- EXTRACTED ENTRIES:
//! Entity module - Contains all SeaORM entity definitions for the database.
//! These entities represent the database tables and their relationships.
//! Rows reference each other by id only; relations are declared on the child side.

pub mod address;
pub mod category;
pub mod price_snapshot;
pub mod product;
pub mod product_image;
pub mod shop;
pub mod transaction;
pub mod transaction_line_item;
pub mod user;

// Re-export specific types to avoid conflicts
pub use address::{Column as AddressColumn, Entity as Address, Model as AddressModel};
pub use category::{Column as CategoryColumn, Entity as Category, Model as CategoryModel};
pub use price_snapshot::{
    Column as PriceSnapshotColumn, Entity as PriceSnapshot, Model as PriceSnapshotModel,
};
pub use product::{Column as ProductColumn, Entity as Product, Model as ProductModel};
pub use product_image::{
    Column as ProductImageColumn, Entity as ProductImage, Model as ProductImageModel,
};
pub use shop::{Column as ShopColumn, Entity as Shop, Model as ShopModel};
pub use transaction::{
    Column as TransactionColumn, Entity as Transaction, Model as TransactionModel,
};
pub use transaction_line_item::{
    Column as TransactionLineItemColumn, Entity as TransactionLineItem,
    Model as TransactionLineItemModel,
};
pub use user::{Column as UserColumn, Entity as User, Model as UserModel};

- WORK TO BE COMPLETED: Find "user" in the data above. Report each line where it appears.

- EXERCISE SOLUTION:
pub mod user;
pub use user::{Column as UserColumn, Entity as User, Model as UserModel};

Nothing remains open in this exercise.